What this task involves:
Go through the data below and copy each line where the word "cannot" occurs.

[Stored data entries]

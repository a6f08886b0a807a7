use thiserror::Error;

use lexsparse_tokenizers::{TokenizerConfigError, TokenizerError};

#[derive(Error, Debug)]
pub enum Bm25Error {
    #[error("Invalid input: {0}")]
    InvalidInput(String),
    #[error("The encoder has not been fitted. Call `fit` or load parameters first")]
    NotFitted,
    #[error("No document in the corpus produced any token; cannot compute the average document length")]
    NoFittableDocuments,
    #[error("Query term weights sum to {0}; cannot normalize the query vector")]
    DegenerateQuery(f64),
    #[error("Invalid BM25 configuration: {0}")]
    InvalidConfig(String),
    #[error(transparent)]
    TokenizerConfig(#[from] TokenizerConfigError),
    #[error(transparent)]
    Tokenizer(#[from] TokenizerError),
    #[error(transparent)]
    Io(#[from] std::io::Error),
    #[error(transparent)]
    Json(#[from] serde_json::Error),
    #[error(transparent)]
    Toml(#[from] toml::de::Error),
}

pub type Result<T> = std::result::Result<T, Bm25Error>;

Answer area:
    #[error("No document in the corpus produced any token; cannot compute the average document length")]
    #[error("Query term weights sum to {0}; cannot normalize the query vector")]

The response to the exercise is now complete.